Collected data entries
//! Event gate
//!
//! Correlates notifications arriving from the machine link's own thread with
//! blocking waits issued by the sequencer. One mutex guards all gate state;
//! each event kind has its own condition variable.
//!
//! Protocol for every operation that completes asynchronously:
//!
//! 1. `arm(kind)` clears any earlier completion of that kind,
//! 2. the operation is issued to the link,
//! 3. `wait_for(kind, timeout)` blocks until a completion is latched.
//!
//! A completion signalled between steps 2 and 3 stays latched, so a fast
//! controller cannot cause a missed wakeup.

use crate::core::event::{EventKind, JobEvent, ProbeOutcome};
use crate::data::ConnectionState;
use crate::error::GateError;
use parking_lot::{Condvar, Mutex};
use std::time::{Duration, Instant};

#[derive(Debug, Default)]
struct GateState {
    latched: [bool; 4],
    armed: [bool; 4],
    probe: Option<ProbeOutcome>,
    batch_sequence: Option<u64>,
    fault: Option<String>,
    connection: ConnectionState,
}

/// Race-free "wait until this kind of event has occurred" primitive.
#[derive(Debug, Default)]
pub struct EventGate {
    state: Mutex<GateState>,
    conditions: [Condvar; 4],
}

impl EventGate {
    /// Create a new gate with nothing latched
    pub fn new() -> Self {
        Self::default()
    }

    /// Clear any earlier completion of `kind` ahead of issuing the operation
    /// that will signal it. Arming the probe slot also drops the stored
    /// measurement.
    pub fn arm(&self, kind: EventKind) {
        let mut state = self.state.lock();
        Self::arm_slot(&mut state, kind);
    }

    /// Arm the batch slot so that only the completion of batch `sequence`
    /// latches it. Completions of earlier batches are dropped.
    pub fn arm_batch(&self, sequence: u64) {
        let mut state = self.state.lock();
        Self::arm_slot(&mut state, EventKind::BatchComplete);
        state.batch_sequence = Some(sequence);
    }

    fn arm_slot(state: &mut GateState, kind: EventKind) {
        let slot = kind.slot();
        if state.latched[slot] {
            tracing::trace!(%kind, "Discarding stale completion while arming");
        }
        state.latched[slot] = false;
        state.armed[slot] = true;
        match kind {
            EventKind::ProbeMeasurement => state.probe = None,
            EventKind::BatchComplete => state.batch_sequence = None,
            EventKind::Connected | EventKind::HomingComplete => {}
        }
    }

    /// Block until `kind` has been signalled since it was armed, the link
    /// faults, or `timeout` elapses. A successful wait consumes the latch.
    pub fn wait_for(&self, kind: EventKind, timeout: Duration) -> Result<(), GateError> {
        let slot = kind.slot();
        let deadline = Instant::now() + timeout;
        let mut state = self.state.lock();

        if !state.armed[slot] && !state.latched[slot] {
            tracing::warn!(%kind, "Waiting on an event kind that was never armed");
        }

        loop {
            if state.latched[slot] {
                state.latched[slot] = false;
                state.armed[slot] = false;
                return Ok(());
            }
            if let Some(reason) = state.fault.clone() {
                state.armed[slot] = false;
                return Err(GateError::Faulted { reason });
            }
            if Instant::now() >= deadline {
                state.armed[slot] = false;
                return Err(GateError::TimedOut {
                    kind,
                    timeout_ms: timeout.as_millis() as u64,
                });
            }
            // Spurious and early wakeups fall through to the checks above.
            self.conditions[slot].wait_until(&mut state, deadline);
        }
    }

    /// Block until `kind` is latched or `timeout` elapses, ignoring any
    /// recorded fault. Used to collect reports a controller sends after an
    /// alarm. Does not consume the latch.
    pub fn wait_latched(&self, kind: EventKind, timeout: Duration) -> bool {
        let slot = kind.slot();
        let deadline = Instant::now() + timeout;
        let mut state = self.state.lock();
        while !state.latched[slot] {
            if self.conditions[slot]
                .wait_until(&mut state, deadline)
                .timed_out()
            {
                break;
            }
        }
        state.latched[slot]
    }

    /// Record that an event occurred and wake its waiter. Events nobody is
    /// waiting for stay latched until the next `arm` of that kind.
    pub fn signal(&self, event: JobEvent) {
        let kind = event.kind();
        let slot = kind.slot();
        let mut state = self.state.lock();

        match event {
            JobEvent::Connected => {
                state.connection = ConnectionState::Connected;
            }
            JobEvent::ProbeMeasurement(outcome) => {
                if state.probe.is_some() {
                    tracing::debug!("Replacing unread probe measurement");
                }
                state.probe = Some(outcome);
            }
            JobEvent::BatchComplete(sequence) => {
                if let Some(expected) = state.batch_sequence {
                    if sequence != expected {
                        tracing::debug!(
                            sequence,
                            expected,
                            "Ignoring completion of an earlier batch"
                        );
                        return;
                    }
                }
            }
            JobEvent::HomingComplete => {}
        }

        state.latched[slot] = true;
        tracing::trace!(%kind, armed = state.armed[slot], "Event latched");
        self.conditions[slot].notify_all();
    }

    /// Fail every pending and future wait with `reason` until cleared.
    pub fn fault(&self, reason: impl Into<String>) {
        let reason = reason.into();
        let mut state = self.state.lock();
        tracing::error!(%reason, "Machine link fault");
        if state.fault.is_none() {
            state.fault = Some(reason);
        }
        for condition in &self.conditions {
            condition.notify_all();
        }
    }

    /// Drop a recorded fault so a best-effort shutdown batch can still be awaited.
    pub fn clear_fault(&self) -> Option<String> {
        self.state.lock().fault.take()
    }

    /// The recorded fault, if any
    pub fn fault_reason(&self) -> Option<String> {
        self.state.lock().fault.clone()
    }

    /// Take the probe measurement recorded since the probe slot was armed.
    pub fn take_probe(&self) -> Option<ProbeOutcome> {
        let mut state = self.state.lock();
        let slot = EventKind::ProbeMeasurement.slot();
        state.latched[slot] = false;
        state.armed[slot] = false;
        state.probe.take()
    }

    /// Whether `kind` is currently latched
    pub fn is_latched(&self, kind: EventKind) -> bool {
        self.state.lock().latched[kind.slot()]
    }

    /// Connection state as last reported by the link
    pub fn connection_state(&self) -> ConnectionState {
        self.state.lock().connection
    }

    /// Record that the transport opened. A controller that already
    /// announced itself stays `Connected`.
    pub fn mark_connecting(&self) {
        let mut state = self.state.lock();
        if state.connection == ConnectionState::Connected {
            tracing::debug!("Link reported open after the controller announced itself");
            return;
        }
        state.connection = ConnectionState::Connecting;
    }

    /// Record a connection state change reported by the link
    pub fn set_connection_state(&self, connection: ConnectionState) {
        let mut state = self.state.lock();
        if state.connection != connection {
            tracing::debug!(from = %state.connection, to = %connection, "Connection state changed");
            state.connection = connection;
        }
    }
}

...

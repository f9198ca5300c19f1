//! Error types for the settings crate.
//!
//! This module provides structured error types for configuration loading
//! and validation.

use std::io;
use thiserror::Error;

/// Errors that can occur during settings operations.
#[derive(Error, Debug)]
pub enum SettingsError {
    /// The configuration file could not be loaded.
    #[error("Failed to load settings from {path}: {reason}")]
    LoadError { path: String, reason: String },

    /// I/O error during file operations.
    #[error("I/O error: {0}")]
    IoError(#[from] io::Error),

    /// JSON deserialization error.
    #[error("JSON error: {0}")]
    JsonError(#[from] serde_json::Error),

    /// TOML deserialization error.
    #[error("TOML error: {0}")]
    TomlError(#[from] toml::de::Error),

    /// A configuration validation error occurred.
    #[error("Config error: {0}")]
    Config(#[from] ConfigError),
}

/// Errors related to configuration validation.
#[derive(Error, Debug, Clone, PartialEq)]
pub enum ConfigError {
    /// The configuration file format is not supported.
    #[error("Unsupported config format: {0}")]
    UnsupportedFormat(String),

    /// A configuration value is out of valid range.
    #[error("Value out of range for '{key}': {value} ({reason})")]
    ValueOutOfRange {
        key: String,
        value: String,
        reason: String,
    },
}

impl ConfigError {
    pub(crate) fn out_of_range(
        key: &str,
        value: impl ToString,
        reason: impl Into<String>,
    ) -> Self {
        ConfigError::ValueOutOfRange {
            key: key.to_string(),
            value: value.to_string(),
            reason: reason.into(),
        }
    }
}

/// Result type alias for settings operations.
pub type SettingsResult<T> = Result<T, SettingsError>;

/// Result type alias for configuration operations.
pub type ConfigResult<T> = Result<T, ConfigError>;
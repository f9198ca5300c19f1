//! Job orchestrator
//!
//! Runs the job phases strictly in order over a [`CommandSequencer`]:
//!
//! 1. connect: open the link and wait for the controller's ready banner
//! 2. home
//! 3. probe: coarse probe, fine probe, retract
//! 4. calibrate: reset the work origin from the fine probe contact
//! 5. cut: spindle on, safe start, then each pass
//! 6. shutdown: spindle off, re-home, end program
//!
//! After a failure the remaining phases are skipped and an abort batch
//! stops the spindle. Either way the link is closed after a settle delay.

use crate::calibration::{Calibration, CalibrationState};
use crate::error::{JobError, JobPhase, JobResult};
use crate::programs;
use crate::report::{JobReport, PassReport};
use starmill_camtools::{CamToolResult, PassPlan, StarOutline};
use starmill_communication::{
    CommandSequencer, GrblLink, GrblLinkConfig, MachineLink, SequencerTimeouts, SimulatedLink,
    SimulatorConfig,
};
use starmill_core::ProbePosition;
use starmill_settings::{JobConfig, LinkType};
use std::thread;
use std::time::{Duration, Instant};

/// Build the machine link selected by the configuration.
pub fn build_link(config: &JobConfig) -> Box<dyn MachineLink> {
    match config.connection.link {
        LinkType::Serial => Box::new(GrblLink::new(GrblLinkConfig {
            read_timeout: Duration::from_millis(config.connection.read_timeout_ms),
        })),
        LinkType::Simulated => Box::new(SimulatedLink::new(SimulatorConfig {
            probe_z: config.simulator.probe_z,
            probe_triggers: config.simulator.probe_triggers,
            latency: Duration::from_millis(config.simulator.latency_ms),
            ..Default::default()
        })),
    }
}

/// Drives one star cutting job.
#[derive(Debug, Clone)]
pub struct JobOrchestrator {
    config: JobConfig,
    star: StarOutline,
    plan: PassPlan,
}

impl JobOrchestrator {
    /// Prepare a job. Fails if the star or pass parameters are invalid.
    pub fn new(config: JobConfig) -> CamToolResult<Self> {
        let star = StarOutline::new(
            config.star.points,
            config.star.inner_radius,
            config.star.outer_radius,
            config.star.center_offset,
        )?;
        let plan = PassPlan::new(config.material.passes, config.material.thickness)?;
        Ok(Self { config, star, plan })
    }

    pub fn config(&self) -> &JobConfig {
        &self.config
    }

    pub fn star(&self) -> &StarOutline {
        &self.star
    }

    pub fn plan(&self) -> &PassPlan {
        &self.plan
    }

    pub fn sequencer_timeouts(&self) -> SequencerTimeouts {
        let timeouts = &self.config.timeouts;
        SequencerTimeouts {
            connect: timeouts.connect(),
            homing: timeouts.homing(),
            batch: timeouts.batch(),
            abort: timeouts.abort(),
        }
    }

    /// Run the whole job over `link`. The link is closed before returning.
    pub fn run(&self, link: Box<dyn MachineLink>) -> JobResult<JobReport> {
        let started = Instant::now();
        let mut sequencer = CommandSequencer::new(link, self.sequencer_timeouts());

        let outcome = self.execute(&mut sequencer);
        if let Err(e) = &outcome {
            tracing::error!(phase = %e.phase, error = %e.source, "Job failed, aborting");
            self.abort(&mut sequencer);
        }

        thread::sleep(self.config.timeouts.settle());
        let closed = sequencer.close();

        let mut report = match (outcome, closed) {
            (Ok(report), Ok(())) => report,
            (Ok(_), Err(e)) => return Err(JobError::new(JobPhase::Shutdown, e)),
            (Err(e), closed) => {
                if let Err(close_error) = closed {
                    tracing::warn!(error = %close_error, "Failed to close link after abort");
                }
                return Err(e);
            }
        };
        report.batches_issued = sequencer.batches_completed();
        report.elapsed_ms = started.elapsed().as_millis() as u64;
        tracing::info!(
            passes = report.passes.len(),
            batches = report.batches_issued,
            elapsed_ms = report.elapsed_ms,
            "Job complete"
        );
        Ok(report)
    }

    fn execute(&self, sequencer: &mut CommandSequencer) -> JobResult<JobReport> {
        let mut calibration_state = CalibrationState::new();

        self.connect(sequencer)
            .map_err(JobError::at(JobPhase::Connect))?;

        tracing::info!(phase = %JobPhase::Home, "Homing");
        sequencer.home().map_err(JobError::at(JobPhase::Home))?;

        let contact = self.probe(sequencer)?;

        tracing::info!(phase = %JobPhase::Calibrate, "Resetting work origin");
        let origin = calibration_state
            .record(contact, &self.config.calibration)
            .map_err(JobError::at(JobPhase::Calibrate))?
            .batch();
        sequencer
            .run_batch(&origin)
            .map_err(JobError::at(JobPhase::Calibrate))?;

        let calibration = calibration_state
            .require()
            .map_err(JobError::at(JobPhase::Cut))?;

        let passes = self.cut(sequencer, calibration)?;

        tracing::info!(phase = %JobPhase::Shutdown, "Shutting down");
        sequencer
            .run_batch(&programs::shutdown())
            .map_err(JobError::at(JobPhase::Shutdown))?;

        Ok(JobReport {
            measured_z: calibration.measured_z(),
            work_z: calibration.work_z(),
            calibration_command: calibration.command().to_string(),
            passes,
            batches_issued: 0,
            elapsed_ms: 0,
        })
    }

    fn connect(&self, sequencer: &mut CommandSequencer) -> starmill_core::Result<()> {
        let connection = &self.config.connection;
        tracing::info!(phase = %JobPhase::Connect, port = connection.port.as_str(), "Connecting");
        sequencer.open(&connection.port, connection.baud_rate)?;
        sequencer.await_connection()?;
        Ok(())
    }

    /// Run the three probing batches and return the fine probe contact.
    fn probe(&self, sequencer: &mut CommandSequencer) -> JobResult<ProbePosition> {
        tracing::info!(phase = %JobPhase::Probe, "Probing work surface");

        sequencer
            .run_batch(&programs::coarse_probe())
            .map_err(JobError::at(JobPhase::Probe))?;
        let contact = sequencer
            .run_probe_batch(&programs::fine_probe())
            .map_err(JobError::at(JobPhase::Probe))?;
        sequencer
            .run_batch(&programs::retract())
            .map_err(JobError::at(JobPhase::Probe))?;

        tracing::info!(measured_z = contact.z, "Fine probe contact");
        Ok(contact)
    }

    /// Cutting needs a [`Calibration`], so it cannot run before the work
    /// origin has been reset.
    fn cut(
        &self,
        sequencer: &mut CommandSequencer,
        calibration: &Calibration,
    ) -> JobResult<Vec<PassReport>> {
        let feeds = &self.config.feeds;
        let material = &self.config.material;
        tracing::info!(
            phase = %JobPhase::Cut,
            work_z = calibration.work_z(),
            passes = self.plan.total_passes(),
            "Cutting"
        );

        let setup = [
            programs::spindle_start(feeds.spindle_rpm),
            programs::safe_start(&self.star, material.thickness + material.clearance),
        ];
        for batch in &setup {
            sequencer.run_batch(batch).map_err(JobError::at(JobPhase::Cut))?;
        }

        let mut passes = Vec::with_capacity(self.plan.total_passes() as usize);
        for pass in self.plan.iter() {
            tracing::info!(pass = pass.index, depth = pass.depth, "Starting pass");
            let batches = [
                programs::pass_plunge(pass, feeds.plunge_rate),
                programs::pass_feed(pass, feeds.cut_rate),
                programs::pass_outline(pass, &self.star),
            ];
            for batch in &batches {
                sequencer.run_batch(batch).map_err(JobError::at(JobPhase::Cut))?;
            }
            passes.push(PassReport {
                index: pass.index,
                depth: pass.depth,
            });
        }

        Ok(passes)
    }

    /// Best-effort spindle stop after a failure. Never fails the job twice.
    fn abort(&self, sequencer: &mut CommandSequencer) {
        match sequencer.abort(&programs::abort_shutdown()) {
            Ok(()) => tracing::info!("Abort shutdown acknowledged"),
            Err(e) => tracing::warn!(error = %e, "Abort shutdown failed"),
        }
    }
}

PROMPT
Among the records above, only the lines between the line holding "armed, the link" and the line holding "if Instant::now() >= deadline", inclusive, are to be output, exactly as written.

RESULT OF THE TASK
    /// Block until `kind` has been signalled since it was armed, the link
    /// faults, or `timeout` elapses. A successful wait consumes the latch.
    pub fn wait_for(&self, kind: EventKind, timeout: Duration) -> Result<(), GateError> {
        let slot = kind.slot();
        let deadline = Instant::now() + timeout;
        let mut state = self.state.lock();

        if !state.armed[slot] && !state.latched[slot] {
            tracing::warn!(%kind, "Waiting on an event kind that was never armed");
        }

        loop {
            if state.latched[slot] {
                state.latched[slot] = false;
                state.armed[slot] = false;
                return Ok(());
            }
            if let Some(reason) = state.fault.clone() {
                state.armed[slot] = false;
                return Err(GateError::Faulted { reason });
            }
            if Instant::now() >= deadline {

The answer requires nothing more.